Court Opinion

ID: 9963689
Source: CourtListenerOpinion
Date Created: 2024-04-26 01:09:07.8558+00
Date Added: 2024-06-11T08:24:56.427932
License: Public Domain

Horvath v Ameron Intl. Corp. (2024 NY Slip Op 02147)

Horvath v Ameron Intl. Corp.

2024 NY Slip Op 02147

Decided on April 23, 2024

Appellate Division, First Department

Published by New York State Law Reporting Bureau pursuant to Judiciary Law § 431.

This opinion is uncorrected and subject to revision before publication in the Official Reports.

Decided and Entered: April 23, 2024

Before: Oing, J.P., Moulton, Mendez, Shulman, Pitt-Burke, JJ. 

Index No. 190002/21 Appeal No. 2107 Case No. 2023-05558 

[*1]Susan Horvath etc., Plaintiff-Respondent,
vAmeron International Corporation, Defendant-Appellant, A.W. Chesterton Company et al., Defendants.

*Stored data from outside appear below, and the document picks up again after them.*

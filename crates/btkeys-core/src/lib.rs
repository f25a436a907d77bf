//! # btkeys-core
//!
//! Pure building blocks for a Bluetooth HID keyboard peripheral: key code
//! tables, keyboard shortcuts, and the boot keyboard report encoding.
//!
//! This crate has no dependencies on OS APIs, Bluetooth stacks or async
//! runtimes, so every table and encoder can be tested on any host.
//!
//! - **`keymap`** – translation from platform key codes (Android
//!   `KeyEvent.KEYCODE_*`) to USB HID Usage IDs, and from abstract modifiers
//!   to modifier-byte bits.
//! - **`shortcut`** – the `Shortcut` value object (key + modifier set) and its
//!   `"Ctrl+Shift+A"` text form.
//! - **`report`** – the 8-byte boot keyboard input report and the report
//!   descriptor advertised to hosts.

pub mod keymap;
pub mod report;
pub mod shortcut;

pub use keymap::{HidKeyCode, Keymap};
pub use report::{KeyboardReport, KEYBOARD_REPORT_DESCRIPTOR, KEYBOARD_REPORT_ID};
pub use shortcut::{KeyCode, Modifier, ModifierSet, Shortcut, ShortcutParseError};
use btkeys_device::application::connection::{
    ConnectionController, ControllerError, ControllerEvent, Status, StatusKind,
};
use btkeys_device::application::profile::{HostDevice, ProfileError, SdpSettings};
use btkeys_device::infrastructure::hid_profile::fake::FakeHidProfile;
use tokio::sync::mpsc::UnboundedReceiver;

type Events = UnboundedReceiver<ControllerEvent>;

fn laptop() -> HostDevice {
    HostDevice::new("AA:BB:CC:DD:EE:FF").with_name("Laptop")
}

fn setup() -> (Arc<FakeHidProfile>, ConnectionController, Events) {
    let fake = Arc::new(FakeHidProfile::manual());
    let (ctl, events) =
        ConnectionController::new(fake.clone(), SdpSettings::default(), Duration::from_secs(120));
    (fake, ctl, events)
}

fn drain(events: &mut Events) -> Vec<ControllerEvent> {
    let mut out = Vec::new();
    while let Ok(event) = events.try_recv() {
        out.push(event);
    }
    out
}

fn disconnected_count(events: &[ControllerEvent]) -> usize {
    events
        .iter()
        .filter(|e| matches!(e, ControllerEvent::StatusChanged(Status::Disconnected)))
        .count()
}

/// Session is present exactly when the status is `Connected`.
fn assert_session_invariant(ctl: &ConnectionController) {
    let status = ctl.status();
    assert_eq!(status.session().is_some(), status.kind() == StatusKind::Connected);
    assert_eq!(ctl.session().is_some(), status.is_connected());
}

fn registered() -> (Arc<FakeHidProfile>, ConnectionController, Events) {
    let (fake, ctl, mut events) = setup();
    ctl.init().unwrap();
    fake.complete_registration(fake.last_register_token().unwrap(), Ok(()));
    drain(&mut events);
    (fake, ctl, events)
}

fn connected() -> (Arc<FakeHidProfile>, ConnectionController, Events) {
    let (fake, ctl, mut events) = registered();
    ctl.connect_host().unwrap();
    fake.complete_connect(fake.last_connect_token().unwrap(), laptop());
    drain(&mut events);
    (fake, ctl, events)
}

// ── Registration ──────────────────────────────────────────────────────────────

#[test]
fn test_registration_moves_uninitialized_to_waiting() {
    // Arrange
    let (fake, ctl, mut events) = setup();
    assert_eq!(ctl.status(), Status::Uninitialized);

    // Act
    ctl.init().unwrap();
    let pending = ctl.status();
    fake.complete_registration(fake.last_register_token().unwrap(), Ok(()));

    // Assert
    assert_eq!(pending, Status::Uninitialized);
    assert_eq!(ctl.status(), Status::Waiting);
    assert_eq!(drain(&mut events), vec![ControllerEvent::StatusChanged(Status::Waiting)]);
    assert_eq!(fake.registered_settings(), Some(SdpSettings::default()));
    assert_session_invariant(&ctl);
}

#[test]
fn test_second_init_is_rejected_without_registering_again() {
    let (fake, ctl, _events) = setup();
    ctl.init().unwrap();

    assert!(matches!(ctl.init(), Err(ControllerError::AlreadyInitialized)));
    fake.complete_registration(fake.last_register_token().unwrap(), Ok(()));
    assert!(matches!(ctl.init(), Err(ControllerError::AlreadyInitialized)));
    assert_eq!(fake.register_count(), 1);
}

#[test]
fn test_async_registration_failure_is_reported_and_retry_succeeds() {
    // Arrange
    let (fake, ctl, mut events) = setup();
    ctl.init().unwrap();

    // Act
    fake.complete_registration(fake.last_register_token().unwrap(), Err(ProfileError::Unavailable));

    // Assert
    assert_eq!(ctl.status(), Status::Uninitialized);
    assert_eq!(
        drain(&mut events),
        vec![ControllerEvent::RegistrationFailed {
            error: ProfileError::Unavailable
        }]
    );

    // Act: retry
    ctl.init().unwrap();
    fake.complete_registration(fake.last_register_token().unwrap(), Ok(()));

    // Assert
    assert_eq!(ctl.status(), Status::Waiting);
    assert_eq!(fake.register_count(), 2);
}

#[test]
fn test_refused_registration_is_returned_synchronously() {
    let (fake, ctl, _events) = setup();
    fake.refuse_registration(ProfileError::Unavailable);

    let result = ctl.init();

    assert!(matches!(result, Err(ControllerError::ProfileRegistrationFailed(ProfileError::Unavailable))));
    assert_eq!(ctl.status(), Status::Uninitialized);
}

#[test]
fn test_stale_registration_completion_is_ignored() {
    // Arrange: first attempt fails, second is pending
    let (fake, ctl, _events) = setup();
    ctl.init().unwrap();
    let first = fake.last_register_token().unwrap();
    fake.complete_registration(first, Err(ProfileError::Unavailable));
    ctl.init().unwrap();

    // Act: a late success for the first attempt
    fake.complete_registration(first, Ok(()));

    // Assert
    assert_eq!(ctl.status(), Status::Uninitialized);
}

McGivney, Kluger, Clark & Intoccia, P.C., New York (Jeffrey S. Kluger of counsel), for appellant.
Simmons Hanly Conroy LLP, New York (John B. Wetmore of counsel), for respondent.

Order, Supreme Court, New York County (Adam Silvera, J.), entered October 23, 2023, which denied defendant Ameron International Corporation's motion for summary judgment dismissing the complaint and all cross-claims against it, unanimously affirmed, without costs.
The motion court correctly found that Ameron's evidence did not "unequivocally establish that its product could not have contributed to the causation of plaintiff's injury," and thus correctly denied Ameron's motion for summary judgment (Reid v Georgia-Pacific Corp ., 212 AD2d 462, 463 [1st Dept 1995]). Plaintiff's decedent (Horvath) testified that he was in contact with asbestos from Ameron's Bondstrand pipe at a sewage plant somewhere on the west side of midtown Manhattan. Ameron argues that the plant Horvath referenced could only have been the North River wastewater treatment plant, which did not exist until 1985, at a time when Ameron no longer manufactured Bondstrand pipe using asbestos. However, Ameron failed to adduce definitive evidence that Horvath worked at that specific plant. Moreover, even assuming Horvath worked at the North River plant, Ameron failed to show as a matter of law that Horvath could not have encountered its asbestos-containing pipe. The evidence submitted by Ameron shows that the plant was under construction for an extended period of time with multiple delays, and that contracts for materials had been entered into prior to 1985. 
THIS CONSTITUTES THE DECISION AND ORDER OF THE SUPREME COURT, APPELLATE DIVISION, FIRST DEPARTMENT.